With behavior-controlled static storage and initialization, I don't think we'd need `initialValue` at all. The interesting variations of initialization could all be encoded as different combinations of static and instance init with @autoclosure:

// Bind an initial value evaluated at declaration time
var behavior eagerInLine {
  static init(initialValue: Value)
}
// Bind an initial value evaluated later
var behavior deferredInLine {
  static init(@autoclosure initialValue: () -> Value)
}
// Bind an initial value assigned during instance initialization
var behavior eagerInstance {
  init(initialValue: Value)
}

User-definable static storage opens up other potential use cases too, as you've noted.

>> On 20 Feb 2016, at 07:16, Brent Royal-Gordon via swift-evolution <swift-evolution at swift.org> wrote:
>> 
>> In particular, note the point about runtime overhead. Behaviors are carefully designed to be basically equivalent to writing the same code yourself every time you need that semantic.
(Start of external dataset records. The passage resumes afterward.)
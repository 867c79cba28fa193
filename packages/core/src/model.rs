//! Immutable model snapshots and their derived-knowledge cache.

use std::any::{Any, TypeId};
use std::collections::{BTreeSet, HashMap};
use std::fmt;
use std::sync::{Arc, PoisonError, RwLock};

use crate::containment::ContainmentIndex;
use crate::error::InvariantViolation;
use crate::index::ShapeIndex;
use crate::prelude;
use crate::shape_id::ShapeId;
use crate::types::Shape;

/// Knowledge derived from a [`Model`] and memoized on it.
///
/// Implementations must be pure functions of the model: building twice
/// yields equal results.
pub trait KnowledgeIndex: Any + Send + Sync {
    fn build(model: &Model) -> Self
    where
        Self: Sized;
}

/// An immutable snapshot of a shape graph.
///
/// A model is never edited. Transforms build a new model, which starts with
/// an empty knowledge cache of its own. The cache is keyed by model instance
/// rather than content: two equal models built separately compute their
/// knowledge separately.
pub struct Model {
    index: ShapeIndex,
    trait_definitions: BTreeSet<ShapeId>,
    knowledge: RwLock<HashMap<TypeId, Arc<dyn Any + Send + Sync>>>,
}

impl Model {
    pub fn new(index: ShapeIndex) -> Self {
        let trait_definitions = index
            .shapes()
            .filter(|s| s.is_trait_definition())
            .map(|s| s.id().clone())
            .collect();
        Self {
            index,
            trait_definitions,
            knowledge: RwLock::new(HashMap::new()),
        }
    }

    /// Build a model from a complete shape set.
    pub fn from_shapes(shapes: impl IntoIterator<Item = Shape>) -> Result<Self, InvariantViolation> {
        Ok(Self::new(ShapeIndex::new(shapes)?))
    }

    /// Build a model from a shape set plus every prelude shape.
    pub fn with_prelude(shapes: impl IntoIterator<Item = Shape>) -> Result<Self, InvariantViolation> {
        Self::from_shapes(prelude::shapes().into_iter().chain(shapes))
    }

    pub fn shape_index(&self) -> &ShapeIndex {
        &self.index
    }

    pub fn get_shape(&self, id: &ShapeId) -> Option<&Shape> {
        self.index.get(id)
    }

    /// Every shape that is a trait definition, in id order.
    pub fn trait_definitions(&self) -> impl Iterator<Item = &Shape> + '_ {
        self.trait_definitions.iter().filter_map(|id| self.index.get(id))
    }

    pub fn is_trait_definition(&self, id: &ShapeId) -> bool {
        self.trait_definitions.contains(id)
    }

    /// The `T` knowledge index for this model, built on first request.
    ///
    /// Safe to call from many threads. The index is built outside the lock,
    /// so racing first callers may each build it; the first one stored wins
    /// and every caller gets that instance.
    pub fn knowledge<T: KnowledgeIndex>(&self) -> Arc<T> {
        let key = TypeId::of::<T>();
        let cached = self
            .knowledge
            .read()
            .unwrap_or_else(PoisonError::into_inner)
            .get(&key)
            .cloned();

        let entry = match cached {
            Some(entry) => entry,
            None => {
                let built: Arc<dyn Any + Send + Sync> = Arc::new(T::build(self));
                self.knowledge
                    .write()
                    .unwrap_or_else(PoisonError::into_inner)
                    .entry(key)
                    .or_insert(built)
                    .clone()
            }
        };

        entry
            .downcast::<T>()
            .unwrap_or_else(|_| unreachable!("knowledge cache entries are keyed by their own type"))
    }

    /// Shorthand for `knowledge::<ContainmentIndex>()`.
    pub fn containment_index(&self) -> Arc<ContainmentIndex> {
        self.knowledge::<ContainmentIndex>()
    }
}

impl fmt::Debug for Model {
    fn fmt(&self, f: &mut fmt::Formatter<'_>) -> fmt::Result {
        f.debug_struct("Model")
            .field("shapes", &self.index.len())
            .field("trait_definitions", &self.trait_definitions)
            .finish_non_exhaustive()
    }
}

// --- tests -------------------------------------------------------------------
If we weren't aiming for that, the design would be much simpler: we'd have an `init(initialValue:)` that could handle deferred initialization by using an `@autoclosure` and storing it in a property, for instance. But compared to writing the same thing yourself, that would waste memory on an extra property to store the closure, so we don't want to do that.
> 
> Just a quick note about this: I think the overhead can be avoided if the closure is stored once per property declaration rather then per object instance. This is how Python does it, for instance: properties are simply objects that define two magic methods for getting and setting values on the instance. The property object itself is instantiated only once and stored as part of the class attribute list. I can imagine that something like this could be done for Swift property behavior as well.
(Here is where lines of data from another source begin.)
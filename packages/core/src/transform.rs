//! Model-to-model transforms.
//!
//! Every transform returns a new [`Model`]; the input is left untouched.
//! Unchanged shapes are shared between the input and output indexes.

use std::collections::{BTreeMap, BTreeSet};
use std::sync::Arc;

use tracing::debug;

use crate::index::ShapeIndex;
use crate::mark_and_sweep::{MarkAndSweep, MarkerContext};
use crate::model::Model;
use crate::prelude;
use crate::shape_id::ShapeId;
use crate::types::{Shape, ShapeCategory};

/// Remove the given shapes, keeping the model consistent:
///
/// - removing a structure or union member updates the container's member
///   list, other members keeping their order;
/// - list, set, and map members cannot be removed on their own and are
///   skipped (they go only with their container);
/// - removing a container removes its members;
/// - removing a trait definition removes every application of that trait.
///
/// Ids not present in the model are ignored.
pub fn remove_shapes<'a>(model: &Model, ids: impl IntoIterator<Item = &'a ShapeId>) -> Model {
    let index = model.shape_index();
    let requested: BTreeSet<&ShapeId> = ids.into_iter().filter(|id| index.contains(id)).collect();

    let mut removed: BTreeSet<ShapeId> = BTreeSet::new();
    // container id -> names of members removed from it
    let mut shrunk: BTreeMap<ShapeId, Vec<String>> = BTreeMap::new();

    for id in &requested {
        match id.member() {
            None => {
                removed.insert((*id).clone());
                if let Some(shape) = index.get(id) {
                    removed.extend(shape.member_ids());
                }
            }
            Some(name) => {
                let container_id = id.container_id();
                if requested.contains(&container_id) {
                    continue;
                }
                let Some(container) = index.get(&container_id) else {
                    continue;
                };
                if container.category() == ShapeCategory::Container {
                    removed.insert((*id).clone());
                    shrunk.entry(container_id).or_default().push(name.to_string());
                }
            }
        }
    }

    let removed_traits: BTreeSet<&ShapeId> = removed
        .iter()
        .filter(|id| model.is_trait_definition(id))
        .collect();

    let mut shapes: BTreeMap<ShapeId, Arc<Shape>> = BTreeMap::new();
    for (id, shared) in index.shared_shapes() {
        if removed.contains(id) {
            continue;
        }
        let strip_traits = shared.traits().keys().any(|t| removed_traits.contains(t));
        let drop_members = shrunk.get(id);
        let shape = if strip_traits || drop_members.is_some() {
            let mut shape = shared.without_traits(removed_traits.iter().copied());
            if let Some(names) = drop_members {
                let names: Vec<&str> = names.iter().map(String::as_str).collect();
                shape = shape.without_members(&names);
            }
            Arc::new(shape)
        } else {
            Arc::clone(shared)
        };
        shapes.insert(id.clone(), shape);
    }

    debug!(
        removed = removed.len(),
        trait_definitions = removed_traits.len(),
        remaining = shapes.len(),
        "removed shapes"
    );
    Model::new(ShapeIndex::assume_consistent(shapes))
}

/// Keep only the shapes `predicate` accepts.
///
/// Collection members are kept whatever the predicate says. Nothing is
/// removed beyond the rejected shapes, their members, and applications of
/// rejected trait definitions; use [`MarkAndSweep`] to also drop shapes left
/// unreferenced.
pub fn filter_shapes(model: &Model, predicate: impl Fn(&Shape) -> bool) -> Model {
    let rejected: Vec<&ShapeId> = model
        .shape_index()
        .shapes()
        .filter(|shape| !predicate(shape))
        .map(Shape::id)
        .collect();
    remove_shapes(model, rejected)
}

/// Remove every trait definition and every private prelude shape, along with
/// the shapes that existed only to support them. Public prelude shapes that
/// are not trait definitions always survive.
pub fn scrub_trait_definitions(model: &Model) -> Model {
    let mut sweep = MarkAndSweep::new(
        |ctx: &mut MarkerContext<'_>| {
            let seeds: Vec<ShapeId> = ctx
                .model()
                .shape_index()
                .shapes()
                .filter(|shape| shape.is_trait_definition() || is_private_prelude_shape(shape))
                .map(|shape| shape.id().clone())
                .collect();
            for id in &seeds {
                ctx.mark_shape(id);
            }
        },
        |shape: &Shape| prelude::is_public_prelude_shape(shape) && !shape.is_trait_definition(),
    );
    let removed = sweep.mark_and_sweep(model);
    remove_shapes(model, &removed)
}

fn is_private_prelude_shape(shape: &Shape) -> bool {
    prelude::is_prelude_shape(shape.id()) && !prelude::is_public_prelude_shape(shape)
}

// --- tests -------------------------------------------------------------------

#[cfg(test)]
mod tests {
    use super::*;
    use crate::types::{ShapeKind, ShapeType};
    use serde_json::json;

    fn id(s: &str) -> ShapeId {
        s.parse().unwrap()
    }

    fn string(name: &str) -> Shape {
        Shape::new(id(name), ShapeKind::String)
    }

    fn trait_def(name: &str) -> Shape {
        string(name).with_trait(prelude::TRAIT.clone(), json!({}))
    }

    fn structure(name: &str, members: &[&str], target: &str) -> Vec<Shape> {
        let mut shapes = vec![Shape::new(
            id(name),
            ShapeKind::Structure {
                members: members.iter().map(|m| m.to_string()).collect(),
            },
        )];
        for m in members {
            shapes.push(Shape::member(&id(name), m, id(target)).unwrap());
        }
        shapes
    }

    #[test]
    fn removes_shapes_that_match_predicate() {
        let sensitive = prelude::SENSITIVE.clone();
        let m = Model::from_shapes(vec![
            string("ns.foo#A").with_trait(sensitive.clone(), json!({})),
            string("ns.foo#B"),
        ])
        .unwrap();
        let result = filter_shapes(&m, |shape| !shape.has_trait(&sensitive));
        assert_eq!(result.shape_index().len(), 1);
        assert!(result.get_shape(&id("ns.foo#B")).is_some());
        // input untouched
        assert_eq!(m.shape_index().len(), 2);
    }

    #[test]
    fn does_not_filter_list_or_map_members() {
        let m = Model::from_shapes(vec![
            string("ns.foo#StringShape"),
            Shape::new(id("ns.foo#List"), ShapeKind::List),
            Shape::member(&id("ns.foo#List"), "member", id("ns.foo#StringShape")).unwrap(),
            Shape::new(id("ns.foo#Set"), ShapeKind::Set),
            Shape::member(&id("ns.foo#Set"), "member", id("ns.foo#StringShape")).unwrap(),
            Shape::new(id("ns.foo#Map"), ShapeKind::Map),
            Shape::member(&id("ns.foo#Map"), "key", id("ns.foo#StringShape")).unwrap(),
            Shape::member(&id("ns.foo#Map"), "value", id("ns.foo#StringShape")).unwrap(),
        ])
        .unwrap();
        let result = filter_shapes(&m, |shape| !shape.is_member());
        assert_eq!(result.shape_index().len(), 8);
    }

    #[test]
    fn removing_a_collection_removes_its_members() {
        let m = Model::from_shapes(vec![
            string("ns.foo#StringShape"),
            Shape::new(id("ns.foo#List"), ShapeKind::List),
            Shape::member(&id("ns.foo#List"), "member", id("ns.foo#StringShape")).unwrap(),
        ])
        .unwrap();
        let result = filter_shapes(&m, |shape| shape.shape_type() != ShapeType::List);
        assert_eq!(result.shape_index().len(), 1);
        assert!(result.get_shape(&id("ns.foo#List$member")).is_none());
    }

    #[test]
    fn updates_structure_when_any_member_is_removed() {
        let members = ["member1", "member2", "member3", "member4"];
        let m = Model::from_shapes({
            let mut shapes = vec![string("ns.foo#String")];
            shapes.extend(structure("ns.foo#Structure", &members, "ns.foo#String"));
            shapes
        })
        .unwrap();

        for removed in members {
            let removed_id = id(&format!("ns.foo#Structure${removed}"));
            let result = filter_shapes(&m, |shape| shape.id() != &removed_id);
            let structure = result.get_shape(&id("ns.foo#Structure")).unwrap();
            let expected: Vec<&str> = members.iter().copied().filter(|m| *m != removed).collect();
            assert_eq!(structure.member_names(), expected);
            assert!(result.get_shape(&removed_id).is_none());
            for kept in &expected {
                let kept_id = id(&format!("ns.foo#Structure${kept}"));
                assert_eq!(result.get_shape(&kept_id), m.get_shape(&kept_id));
            }
        }
    }

    #[test]
    fn removes_trait_applications_when_definition_is_removed() {
        let sensitive = prelude::SENSITIVE.clone();
        let m = Model::from_shapes(vec![
            trait_def("ns.foo#baz"),
            trait_def("ns.foo#bar"),
            string("ns.foo#id1")
                .with_trait(id("foo.baz#foo"), json!(true))
                .with_trait(sensitive.clone(), json!({})),
            string("ns.foo#id2")
                .with_trait(id("ns.foo#baz"), json!(true))
                .with_trait(id("ns.foo#bar"), json!(true))
                .with_trait(sensitive.clone(), json!({})),
        ])
        .unwrap();

        let result = filter_shapes(&m, |shape| shape.id() != &id("ns.foo#baz"));
        let definitions: Vec<String> = result.trait_definitions().map(|s| s.id().to_string()).collect();
        assert_eq!(definitions, vec!["ns.foo#bar"]);

        let id1 = result.get_shape(&id("ns.foo#id1")).unwrap();
        assert!(id1.has_trait(&sensitive));
        assert!(id1.has_trait(&id("foo.baz#foo")));
        let id2 = result.get_shape(&id("ns.foo#id2")).unwrap();
        assert!(id2.has_trait(&sensitive));
        assert!(!id2.has_trait(&id("ns.foo#baz")));
        assert!(id2.has_trait(&id("ns.foo#bar")));
    }

    #[test]
    fn unchanged_shapes_are_shared() {
        let m = Model::from_shapes(vec![string("ns.foo#A"), string("ns.foo#B")]).unwrap();
        let result = filter_shapes(&m, |shape| shape.id().name() == "A");
        let before = m.shape_index().get_shared(&id("ns.foo#A")).unwrap();
        let after = result.shape_index().get_shared(&id("ns.foo#A")).unwrap();
        assert!(Arc::ptr_eq(before, after));
    }

    #[test]
    fn scrub_removes_definitions_and_private_prelude_shapes() {
        let m = Model::with_prelude({
            let mut shapes = vec![
                trait_def("ns.foo#custom"),
                string("ns.foo#Name")
                    .with_trait(id("ns.foo#custom"), json!("x"))
                    .with_trait(prelude::DOCUMENTATION.clone(), json!("docs")),
                string("ns.foo#OnlyForTrait"),
            ];
            // a structured trait whose member target exists only for it
            let mut config = structure("ns.foo#config", &["value"], "ns.foo#OnlyForTrait");
            config[0] = config[0].clone().with_trait(prelude::TRAIT.clone(), json!({}));
            shapes.extend(config);
            shapes
        })
        .unwrap();

        let result = scrub_trait_definitions(&m);
        let index = result.shape_index();

        assert_eq!(result.trait_definitions().count(), 0);
        assert!(index.shapes().all(|s| !s.is_trait_definition()));
        assert!(index
            .shapes()
            .all(|s| !prelude::is_prelude_shape(s.id()) || prelude::is_public_prelude_shape(s)));

        assert!(index.get(&id("ns.foo#config")).is_none());
        assert!(index.get(&id("ns.foo#config$value")).is_none());
        assert!(index.get(&id("ns.foo#OnlyForTrait")).is_none());
        assert!(index.get(&id("smithy.api#NonEmptyString")).is_none());

        let name = index.get(&id("ns.foo#Name")).unwrap();
        assert!(name.traits().is_empty());
        assert!(index.get(&id("smithy.api#String")).is_some());
        assert!(index.get(&id("smithy.api#Timestamp")).is_some());
    }

    #[test]
    fn scrub_keeps_shapes_still_referenced_elsewhere() {
        let m = Model::with_prelude({
            let mut shapes = vec![string("ns.foo#Shared")];
            let mut config = structure("ns.foo#config", &["value"], "ns.foo#Shared");
            config[0] = config[0].clone().with_trait(prelude::TRAIT.clone(), json!({}));
            shapes.extend(config);
            shapes.extend(structure("ns.foo#User", &["value"], "ns.foo#Shared"));
            shapes
        })
        .unwrap();
        let result = scrub_trait_definitions(&m);
        assert!(result.get_shape(&id("ns.foo#Shared")).is_some());
        assert!(result.get_shape(&id("ns.foo#User$value")).is_some());
        assert!(result.get_shape(&id("ns.foo#config")).is_none());
    }
}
You could say my prototype implementation does this, though the "property object" is a protocol conformance rather than a first-class object.

-Joe

> E.g.
> 
> var behavior lazy<Value>:Value {
>  var value: Value? = nil
>  static let initialValue: ()->Value  
> 
>  // executed once per property declaration
>  static declare(@autoclosure initialiser: ()->Value) { 
>    // can only access static variables here
>    initialValue = initialiser
>  }
> 
>  // optional, executed once per property host instantiation
> init() {
> }
> }
> 
> In a way, Joe’s proposal already does this, albeit implicitly. A refinement to make this more explicit removes the magic and gives the programmer more control.  
> 
> The question of course whether this mechanism will be useful at all, that is, whether everyone would just use the same boilerplate to capture their initialValues or whether that is some legitimate use case for this. I do not know :) If it is deemed that this is not useful, then I’d prefer if initialValue were a ‘magic’ compiler directive, e.g. #initialValue to mirror its similar status to #file and friends. 
> 
> Nevertheless, I think that static properties should be allowed for behaviors. That could enable some very powerful features, e.g. using weak dictionaries for sparse data allocation or enumeration of all objects that have particular features).